When the Normans crossed the English Channel in 1066, the greatest gift they brought with them was the plethora of Viking words which continue to add beauty and rhythm to the language we speak today; take for instance the old Norse word “vindauga”, literally “the eye of the wind”. From it comes our word “window”, a word we throw around so carelessly, we miss the magic which must have inspired its invention by those bearded, sea-faring Norsemen, whose vessels were probably among the first to touch our own shores centuries before the Pilgrims.
            As I pondered over how I should begin this column, I sat watching a Spring snow squall ride the winds whistling across the large north-facing window which frames Mt. Kinisava and Zion’s West Temple, visible from any point in our great room, and I recalled how the placement of that wall-of-glass dictated the very design of the home we built here. In fact, in the midst of construction, we altered the roof overhanging our front porch, when we discovered it threatened to compromise a small bit of that view. The window gave meaning to almost every other feature of the home we planned to spend the rest of our lives in.
            The old New Jersey home I was born into three quarters of a century ago was three stories high, not counting the underlying basement level. It had a lot of windows, each numbered in my father’s notebook so that the “storm windows” which went up in October and came down in April could be quickly matched. On the main floor, a set of “bay” windows vaulted outward from both the east and west ends, separated by the home’s two largest rooms.  Their respective images are writ large in my storehouse of memories for at least two reasons.  At the age of four, I managed to plunge my right arm through a pane of glass while running back and forth between the two, producing a twelve-inch long scar which is still visible to this day, an event by the way which invokes another borrowed word meaning window, “fenestre” from the Latin.

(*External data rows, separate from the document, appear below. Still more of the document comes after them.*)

//! The tile write interface and its in-memory implementation.
//!
//! Workers compute tiles in parallel and commit them through a shared
//! [`TileWriter`]; commits serialize internally, and the on-disk layout is
//! determined by tile index, never by completion order.

use anyhow::{Result, ensure};
use demtiles_core::{MosaicError, Patch, PixelBBox};
use std::{
	collections::BTreeMap,
	path::{Path, PathBuf},
	sync::Mutex,
};

/// One finished output tile.
///
/// `values` carries the finalized mosaic with the output no-data value as
/// its sentinel. The optional auxiliary rasters are emitted next to the
/// values when requested: `index_map` records the chosen input per pixel
/// (no-data −1), `weight_map` the saved input's blending weight.
#[derive(Debug, Clone)]
pub struct TileData {
	pub index: usize,
	pub values: Patch,
	pub index_map: Option<Patch>,
	pub weight_map: Option<Patch>,
}

/// Accepts finished tiles; implementations serialize commits internally.
pub trait TileWriter: Send + Sync {
	/// Commits one tile. May be called from any worker in any order;
	/// each tile index is committed exactly once.
	fn put_tile(&self, tile: TileData) -> Result<()>;

	/// Flushes and closes the output. Called once, after the last tile.
	fn finish(&self) -> Result<()>;
}

/// Where the mosaic goes: one `.tif` file, or one file per tile under a
/// common prefix.
#[derive(Debug, Clone, PartialEq, Eq)]
pub enum OutputTarget {
	/// A path ending in `.tif`; writing fails if more than one tile is
	/// needed.
	SingleFile(PathBuf),
	/// A prefix; tile `i` is written to `<prefix>-tile-<i>.tif`.
	Prefix(PathBuf),
}

impl OutputTarget {
	/// Interprets an output argument: paths ending in `.tif` force
	/// single-file output, anything else is a prefix.
	pub fn from_arg(arg: &str) -> OutputTarget {
		if arg.to_ascii_lowercase().ends_with(".tif") {
			OutputTarget::SingleFile(PathBuf::from(arg))
		} else {
			OutputTarget::Prefix(PathBuf::from(arg))
		}
	}

	/// The file that tile `index` is written to.
	pub fn tile_path(&self, index: usize) -> PathBuf {
		match self {
			OutputTarget::SingleFile(path) => path.clone(),
			OutputTarget::Prefix(prefix) => {
				let mut name = prefix.file_name().map(|n| n.to_string_lossy().into_owned()).unwrap_or_default();
				name.push_str(&format!("-tile-{index}.tif"));
				prefix.with_file_name(name)
			}
		}
	}

	/// Validates the target against the planned tile count.
	pub fn check_tile_count(&self, tile_count: usize) -> Result<()> {
		if let OutputTarget::SingleFile(path) = self {
			if tile_count > 1 {
				return Err(MosaicError::grid(format!(
					"output {path:?} is a single file but the grid needs {tile_count} tiles; \
					 use an output prefix or a larger tile size"
				)));
			}
		}
		Ok(())
	}

	/// A companion target for an auxiliary raster, e.g. `-index-map`.
	pub fn with_suffix(&self, suffix: &str) -> OutputTarget {
		fn append(path: &Path, suffix: &str) -> PathBuf {
			let stem = path.file_stem().map(|n| n.to_string_lossy().into_owned()).unwrap_or_default();
			path.with_file_name(format!("{stem}{suffix}.tif"))
		}
		match self {
			OutputTarget::SingleFile(path) => OutputTarget::SingleFile(append(path, suffix)),
			OutputTarget::Prefix(prefix) => {
				let name = prefix.file_name().map(|n| n.to_string_lossy().into_owned()).unwrap_or_default();
				OutputTarget::Prefix(prefix.with_file_name(format!("{name}{suffix}")))
			}
		}
	}
}

/// On-disk parameters shared by every tile file of one run.
#[derive(Debug, Clone)]
pub struct WriterConfig {
	pub output_type: crate::OutputType,
	pub compression: crate::TifCompression,
	pub bigtiff: bool,
	/// Internal block size of the written GeoTIFFs.
	pub block_size: u32,
}

impl Default for WriterConfig {
	fn default() -> Self {
		WriterConfig {
			output_type: crate::OutputType::default(),
			compression: crate::TifCompression::default(),
			bigtiff: true,
			block_size: 256,
		}
	}
}

/// A [`TileWriter`] that keeps tiles in memory, ordered by tile index.
///
/// Backs the integration tests and library callers that post-process the
/// mosaic themselves.
#[derive(Debug, Default)]
pub struct MemoryTileSink {
	tiles: Mutex<BTreeMap<usize, TileData>>,
}

impl MemoryTileSink {
	pub fn new() -> MemoryTileSink {
		MemoryTileSink::default()
	}

	/// The committed tiles in tile-index order.
	pub fn into_tiles(self) -> Vec<TileData> {
		self.tiles.into_inner().unwrap().into_values().collect()
	}

	/// Stitches all committed tiles into one patch over their union box.
	pub fn assemble(&self, nodata: f64) -> Result<Patch> {
		let tiles = self.tiles.lock().unwrap();
		let mut union = PixelBBox::new_empty();
		for tile in tiles.values() {
			union = union.union(tile.values.bbox());
		}
		ensure!(!union.is_empty(), "no tiles have been committed");
		let mut mosaic = Patch::new_nodata(union, nodata);
		for tile in tiles.values() {
			for (x, y) in tile.values.bbox().iter_pixels() {
				mosaic.set(x, y, tile.values.get(x, y));
			}
		}
		Ok(mosaic)
	}

	pub fn tile_count(&self) -> usize {
		self.tiles.lock().unwrap().len()
	}
}

impl TileWriter for MemoryTileSink {
	fn put_tile(&self, tile: TileData) -> Result<()> {
		let mut tiles = self.tiles.lock().unwrap();
		ensure!(
			!tiles.contains_key(&tile.index),
			"tile {} was committed twice",
			tile.index
		);
		tiles.insert(tile.index, tile);
		Ok(())
	}

	fn finish(&self) -> Result<()> {
		Ok(())
	}
}

/// Reads a whitespace-separated DEM list file into input paths.
pub fn read_dem_list_file(path: &Path) -> Result<Vec<String>> {
	let content =
		std::fs::read_to_string(path).map_err(|e| MosaicError::input(format!("cannot read DEM list file {path:?}: {e}")))?;
	let paths: Vec<String> = content.split_whitespace().map(|s| s.to_string()).collect();
	if paths.is_empty() {
		return Err(MosaicError::input(format!("DEM list file {path:?} is empty")));
	}
	Ok(paths)
}

#[cfg(test)]
mod tests {
	use super::*;
	use demtiles_core::Patch;

	fn tile(index: usize, bbox: PixelBBox, value: f64) -> TileData {
		TileData {
			index,
			values: Patch::filled(bbox, value, -9999.0),
			index_map: None,
			weight_map: None,
		}
	}

	#[test]
	fn test_output_target_parsing() {
		assert_eq!(
			OutputTarget::from_arg("out/mosaic.tif"),
			OutputTarget::SingleFile(PathBuf::from("out/mosaic.tif"))
		);
		assert_eq!(
			OutputTarget::from_arg("out/mosaic"),
			OutputTarget::Prefix(PathBuf::from("out/mosaic"))
		);
	}

	#[test]
	fn test_tile_paths() {
		let prefix = OutputTarget::from_arg("out/run1");
		assert_eq!(prefix.tile_path(3), PathBuf::from("out/run1-tile-3.tif"));

		let single = OutputTarget::from_arg("out/mosaic.tif");
		assert_eq!(single.tile_path(0), PathBuf::from("out/mosaic.tif"));
	}

	#[test]
	fn test_single_file_rejects_multiple_tiles() {
		let single = OutputTarget::from_arg("mosaic.tif");
		assert!(single.check_tile_count(1).is_ok());
		assert!(single.check_tile_count(2).is_err());
		assert!(OutputTarget::from_arg("mosaic").check_tile_count(99).is_ok());
	}

	#[test]
	fn test_with_suffix() {
		let single = OutputTarget::from_arg("out/mosaic.tif").with_suffix("-index-map");
		assert_eq!(single.tile_path(0), PathBuf::from("out/mosaic-index-map.tif"));

		let prefix = OutputTarget::from_arg("out/run1").with_suffix("-index-map");
		assert_eq!(prefix.tile_path(1), PathBuf::from("out/run1-index-map-tile-1.tif"));
	}

	#[test]
	fn test_memory_sink_assembles_in_index_order() {
		let sink = MemoryTileSink::new();
		sink.put_tile(tile(1, PixelBBox::new(4, 0, 8, 4).unwrap(), 2.0)).unwrap();
		sink.put_tile(tile(0, PixelBBox::new(0, 0, 4, 4).unwrap(), 1.0)).unwrap();
		sink.finish().unwrap();

		let mosaic = sink.assemble(-9999.0).unwrap();
		assert_eq!(*mosaic.bbox(), PixelBBox::new(0, 0, 8, 4).unwrap());
		assert_eq!(mosaic.get(0, 0), 1.0);
		assert_eq!(mosaic.get(7, 3), 2.0);

		let tiles = sink.into_tiles();
		assert_eq!(tiles[0].index, 0);
		assert_eq!(tiles[1].index, 1);
	}

	#[test]
	fn test_memory_sink_rejects_duplicate_commits() {
		let sink = MemoryTileSink::new();
		let bbox = PixelBBox::new(0, 0, 2, 2).unwrap();
		sink.put_tile(tile(0, bbox, 1.0)).unwrap();
		assert!(sink.put_tile(tile(0, bbox, 1.0)).is_err());
	}

	#[test]
	fn test_read_dem_list_file() {
		use std::io::Write;
		let mut file = tempfile::NamedTempFile::new().unwrap();
		writeln!(file, "a.tif b.tif\n  c.tif\n").unwrap();
		let paths = read_dem_list_file(file.path()).unwrap();
		assert_eq!(paths, vec!["a.tif", "b.tif", "c.tif"]);
	}
}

I had inadvertently carried out the act of “defenestration”.
            In a more profound way, the east-facing bay became my private “reading room” for a decade of those growing-up years, and I learned to love books and reading in that protected alcove, from which I could look out in all kinds of weather, while traveling the world on the magic carpet of the written word.
THE INFAMOUS WINDOW TAX
            Toward the end of the 17th century, the British Empire found its coffers running “dry” after years of expensive wars and a foundering economy. The term “income tax” was a political no-no at the time, so Parliament, under King William III decided to go after the upper, moneyed class (sound familiar?) through the back door - or actually through the front window. They levied a tax on the owners of homes having more than six windows, the rate increasing for each one over that number. Since windows were emblematic of one’s status and wealth, such citizens were an obvious target. There was a way though, to avoid the new tax; one could brick up some of those windows, but it had to be a “permanent” alteration to pass the tax agent’s inspection. For the next 55 years, the onerous levy influenced English architecture, and today bricked-up windows can be seen throughout the British Isles.
            For one year of my life, I shared a windowless squad tent with nine other G.I.s, the only illumination coming from a single suspended 60 watt light bulb so valuable it had to be hidden whenever we were all on duty and absent at the same time (along with a roll of bathroom tissue which was even more vulnerable to theft). For all the foregoing, perhaps I can be forgiven for a compulsion to admire and even photograph windows as I travel.

A weather-worn seaside cottage sports a pair of windows aglow with floral color.

“How much is that doggie in the window?”  A Chinese Shar pei puppy looks out from                                  behind glass panes whose heirloom origins can be seen in the flow lines still present.

I counted 179 bottles in this window in historic Oysterville, Washington, outlined by                                    reflections from Wilapa Bay.  Founded in 1841, the entire town is a U.S. Historic                                   Landmark.


In 1899 Brigham J. Lund built his hotel in the railroad town of Modena, Utah on the                                     Nevada border. Today, only an empty window looks out on the ghostly history of the                                   long-gone days of steam.